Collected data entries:
= Beginning of Section =
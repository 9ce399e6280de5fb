use crate::domain::model::{AudioSource, CameraSource};
use crate::utils::error::{DoorbellError, Result};
use crate::utils::validation::{self, Validate};
use serde::{Deserialize, Serialize};
use std::path::Path;
use std::time::Duration;

/// ops 工具讀取設定檔路徑用的環境變數
pub const CONFIG_ENV_VAR: &str = "DOORBELL_CONFIG";

#[derive(Debug, Clone, Default, Serialize, Deserialize)]
#[serde(default)]
pub struct DoorbellConfig {
    pub video: VideoConfig,
    pub audio: AudioConfig,
    pub rtsp: RtspConfig,
    pub button: ButtonConfig,
    pub matter: MatterConfig,
    pub substream: SubstreamConfig,
    pub ops: OpsConfig,
}

#[derive(Debug, Clone, Serialize, Deserialize)]
#[serde(default)]
pub struct VideoConfig {
    pub source: CameraSource,
    pub device: String,
    pub width: u32,
    pub height: u32,
    pub framerate: u32,
    pub bitrate: u32,
    pub hardware_encoding: bool,
}

impl Default for VideoConfig {
    fn default() -> Self {
        Self {
            source: CameraSource::Test,
            device: "/dev/video0".to_string(),
            width: 1920,
            height: 1080,
            framerate: 30,
            bitrate: 2_000_000,
            hardware_encoding: false,
        }
    }
}

#[derive(Debug, Clone, Serialize, Deserialize)]
#[serde(default)]
pub struct AudioConfig {
    pub enabled: bool,
    pub source: AudioSource,
    pub device: Option<String>,
    pub bitrate: u32,
}

impl Default for AudioConfig {
    fn default() -> Self {
        Self {
            enabled: false,
            source: AudioSource::None,
            device: None,
            bitrate: 64_000,
        }
    }
}

#[derive(Debug, Clone, Serialize, Deserialize)]
#[serde(default)]
pub struct RtspConfig {
    pub host: String,
    pub port: u16,
    pub stream_name: String,
    /// 執行 pipeline 的指令，pipeline 字串會附加在最後
    pub launch_command: Vec<String>,
}

impl Default for RtspConfig {
    fn default() -> Self {
        Self {
            host: "127.0.0.1".to_string(),
            port: 8554,
            stream_name: "doorbell".to_string(),
            launch_command: vec!["gst-launch-1.0".to_string(), "-e".to_string()],
        }
    }
}

#[derive(Debug, Clone, Serialize, Deserialize)]
#[serde(default)]
pub struct ButtonConfig {
    pub enabled: bool,
    pub gpio_pin: u8,
    pub debounce_ms: u64,
}

impl Default for ButtonConfig {
    fn default() -> Self {
        Self {
            enabled: false,
            gpio_pin: 17,
            debounce_ms: 200,
        }
    }
}

#[derive(Debug, Clone, Serialize, Deserialize)]
#[serde(default)]
pub struct MatterConfig {
    pub enabled: bool,
    pub vendor_id: u16,
    pub product_id: u16,
}

impl Default for MatterConfig {
    fn default() -> Self {
        Self {
            enabled: false,
            vendor_id: 0xFFF1,
            product_id: 0x8001,
        }
    }
}

#[derive(Debug, Clone, Serialize, Deserialize)]
#[serde(default)]
pub struct SubstreamConfig {
    pub enabled: bool,
    pub width: u32,
    pub height: u32,
    pub framerate: u32,
    pub bitrate: u32,
}

impl Default for SubstreamConfig {
    fn default() -> Self {
        Self {
            enabled: false,
            width: 640,
            height: 480,
            framerate: 10,
            bitrate: 500_000,
        }
    }
}

#[derive(Debug, Clone, Serialize, Deserialize)]
#[serde(default)]
pub struct OpsConfig {
    pub service_unit: String,
    pub relay_unit: String,
    pub log_lines: usize,
    pub settle_delay_ms: u64,
    pub use_sudo: bool,
}

impl Default for OpsConfig {
    fn default() -> Self {
        Self {
            service_unit: "doorbell".to_string(),
            relay_unit: "mediamtx".to_string(),
            log_lines: 20,
            settle_delay_ms: 2000,
            use_sudo: true,
        }
    }
}

impl OpsConfig {
    pub fn settle_delay(&self) -> Duration {
        Duration::from_millis(self.settle_delay_ms)
    }
}

impl DoorbellConfig {
    /// 從 TOML 檔案載入配置
    pub fn from_file<P: AsRef<Path>>(path: P) -> Result<Self> {
        let content = std::fs::read_to_string(&path).map_err(DoorbellError::IoError)?;
        Self::from_toml_str(&content)
    }

    /// 從 TOML 字串解析配置
    pub fn from_toml_str(content: &str) -> Result<Self> {
        let processed_content = Self::substitute_env_vars(content)?;

        toml::from_str(&processed_content).map_err(|e| DoorbellError::ConfigError {
            message: format!("TOML parsing error: {}", e),
        })
    }

    /// ops 工具用：有 `DOORBELL_CONFIG` 就讀檔，否則用預設值
    pub fn load_for_ops() -> Result<Self> {
        match std::env::var(CONFIG_ENV_VAR) {
            Ok(path) if !path.trim().is_empty() => Self::load_ops_file(path.trim()),
            _ => Ok(Self::default()),
        }
    }

    /// 讀檔並驗證，空的 unit 名稱或 log_lines = 0 直接拒絕
    pub fn load_ops_file<P: AsRef<Path>>(path: P) -> Result<Self> {
        let config = Self::from_file(path)?;
        config.validate_config()?;
        Ok(config)
    }

    /// 替換環境變數 (例如 ${RTSP_HOST})
    fn substitute_env_vars(content: &str) -> Result<String> {
        use regex::Regex;
        let re = Regex::new(r"\$\{([^}]+)\}").map_err(|e| DoorbellError::ConfigError {
            message: format!("Invalid substitution pattern: {}", e),
        })?;

        let result = re.replace_all(content, |caps: &regex::Captures| {
            let var_name = &caps[1];
            std::env::var(var_name).unwrap_or_else(|_| format!("${{{}}}", var_name))
        });

        Ok(result.to_string())
    }

    pub fn rtsp_url(&self) -> String {
        format!(
            "rtsp://{}:{}/{}",
            self.rtsp.host, self.rtsp.port, self.rtsp.stream_name
        )
    }

    /// 未啟用時一律視為沒有音訊來源
    pub fn effective_audio_source(&self) -> AudioSource {
        if self.audio.enabled {
            self.audio.source
        } else {
            AudioSource::None
        }
    }

    /// 驗證配置的合理性
    pub fn validate_config(&self) -> Result<()> {
        validation::validate_path("video.device", &self.video.device)?;
        validation::validate_range("video.width", self.video.width, 160, 3840)?;
        validation::validate_range("video.height", self.video.height, 120, 2160)?;
        validation::validate_range("video.framerate", self.video.framerate, 1, 120)?;
        validation::validate_positive_number("video.bitrate", u64::from(self.video.bitrate), 64_000)?;

        if self.audio.enabled {
            if self.audio.source == AudioSource::None {
                return Err(DoorbellError::InvalidConfigValueError {
                    field: "audio.source".to_string(),
                    value: "none".to_string(),
                    reason: "Audio is enabled but no source is selected".to_string(),
                });
            }
            // Opus 支援 6 ~ 510 kbps
            validation::validate_range("audio.bitrate", self.audio.bitrate, 6_000, 510_000)?;
            if let Some(device) = &self.audio.device {
                validation::validate_non_empty_string("audio.device", device)?;
            }
        }

        validation::validate_non_empty_string("rtsp.host", &self.rtsp.host)?;
        validation::validate_positive_number("rtsp.port", u64::from(self.rtsp.port), 1)?;
        validation::validate_stream_name("rtsp.stream_name", &self.rtsp.stream_name)?;
        validation::validate_rtsp_url("rtsp", &self.rtsp_url())?;
        let launcher = self.rtsp.launch_command.first().map(String::as_str).unwrap_or("");
        validation::validate_non_empty_string("rtsp.launch_command", launcher)?;

        // Raspberry Pi BCM GPIO 0..27
        validation::validate_range("button.gpio_pin", self.button.gpio_pin, 0, 27)?;

        if self.substream.enabled {
            validation::validate_range("substream.width", self.substream.width, 160, self.video.width)?;
            validation::validate_range("substream.height", self.substream.height, 120, self.video.height)?;
            validation::validate_range("substream.framerate", self.substream.framerate, 1, self.video.framerate)?;
        }

        validation::validate_non_empty_string("ops.service_unit", &self.ops.service_unit)?;
        validation::validate_non_empty_string("ops.relay_unit", &self.ops.relay_unit)?;
        validation::validate_positive_number("ops.log_lines", self.ops.log_lines as u64, 1)?;

        Ok(())
    }
}

impl Validate for DoorbellConfig {
    fn validate(&self) -> Result<()> {
        self.validate_config()
    }
}

#[cfg(test)]
mod tests {
    use super::*;
    use std::io::Write;
    use tempfile::NamedTempFile;

    #[test]
    fn test_defaults_match_reference_device() {
        let config = DoorbellConfig::default();

        assert_eq!(config.video.source, CameraSource::Test);
        assert_eq!((config.video.width, config.video.height), (1920, 1080));
        assert_eq!(config.video.framerate, 30);
        assert_eq!(config.video.bitrate, 2_000_000);
        assert!(!config.video.hardware_encoding);
        assert_eq!(config.audio.source, AudioSource::None);
        assert_eq!(config.rtsp_url(), "rtsp://127.0.0.1:8554/doorbell");
        assert_eq!(config.button.gpio_pin, 17);
        assert_eq!(config.matter.vendor_id, 0xFFF1);
        assert_eq!(config.ops.log_lines, 20);
        assert_eq!(config.ops.settle_delay(), Duration::from_secs(2));
        assert!(config.validate().is_ok());
    }

    #[test]
    fn test_parse_partial_toml_config() {
        let toml_content = r#"
[video]
source = "libcamera"
hardware_encoding = true

[audio]
enabled = true
source = "alsa"
device = "hw:1,0"

[rtsp]
host = "doorbell.local"
"#;

        let config = DoorbellConfig::from_toml_str(toml_content).unwrap();

        assert_eq!(config.video.source, CameraSource::Libcamera);
        assert!(config.video.hardware_encoding);
        assert_eq!(config.video.width, 1920);
        assert_eq!(config.effective_audio_source(), AudioSource::Alsa);
        assert_eq!(config.audio.device.as_deref(), Some("hw:1,0"));
        assert_eq!(config.rtsp_url(), "rtsp://doorbell.local:8554/doorbell");
        assert!(config.validate().is_ok());
    }

    #[test]
    fn test_disabled_audio_has_no_source() {
        let toml_content = r#"
[audio]
enabled = false
source = "test"
"#;
        let config = DoorbellConfig::from_toml_str(toml_content).unwrap();
        assert_eq!(config.effective_audio_source(), AudioSource::None);
    }

    #[test]
    fn test_env_var_substitution() {
        std::env::set_var("DOORBELL_TEST_STREAM_NAME", "frontdoor");

        let toml_content = r#"
[rtsp]
stream_name = "${DOORBELL_TEST_STREAM_NAME}"
"#;

        let config = DoorbellConfig::from_toml_str(toml_content).unwrap();
        assert_eq!(config.rtsp.stream_name, "frontdoor");

        std::env::remove_var("DOORBELL_TEST_STREAM_NAME");
    }

    #[test]
    fn test_config_validation() {
        let toml_content = r#"
[video]
framerate = 0
"#;
        let config = DoorbellConfig::from_toml_str(toml_content).unwrap();
        assert!(config.validate().is_err());

        let toml_content = r#"
[audio]
enabled = true
source = "none"
"#;
        let config = DoorbellConfig::from_toml_str(toml_content).unwrap();
        assert!(config.validate().is_err());

        let toml_content = r#"
[rtsp]
launch_command = []
"#;
        let config = DoorbellConfig::from_toml_str(toml_content).unwrap();
        assert!(config.validate().is_err());
    }

    #[test]
    fn test_unknown_camera_source_is_rejected() {
        let toml_content = r#"
[video]
source = "webcam"
"#;
        assert!(matches!(
            DoorbellConfig::from_toml_str(toml_content),
            Err(DoorbellError::ConfigError { .. })
        ));
    }

    #[test]
    fn test_config_from_file() {
        let mut temp_file = NamedTempFile::new().unwrap();

        let toml_content = r#"
[ops]
service_unit = "doorbell-dev"
settle_delay_ms = 500
use_sudo = false
"#;

        temp_file.write_all(toml_content.as_bytes()).unwrap();

        let config = DoorbellConfig::from_file(temp_file.path()).unwrap();
        assert_eq!(config.ops.service_unit, "doorbell-dev");
        assert_eq!(config.ops.relay_unit, "mediamtx");
        assert_eq!(config.ops.settle_delay(), Duration::from_millis(500));
        assert!(!config.ops.use_sudo);
    }

    #[test]
    fn test_ops_file_rejects_unusable_queries() {
        let mut temp_file = NamedTempFile::new().unwrap();
        temp_file
            .write_all(b"[ops]\nservice_unit = \"\"\nlog_lines = 0\n")
            .unwrap();

        assert!(DoorbellConfig::from_file(temp_file.path()).is_ok());
        assert!(matches!(
            DoorbellConfig::load_ops_file(temp_file.path()),
            Err(DoorbellError::InvalidConfigValueError { .. })
        ));
    }
}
= End of Section =
**EXERCISE AIM**
Scan the records above and count the lines that contain "Some". No text besides the count.

**OUTPUT FOR THIS TASK**
2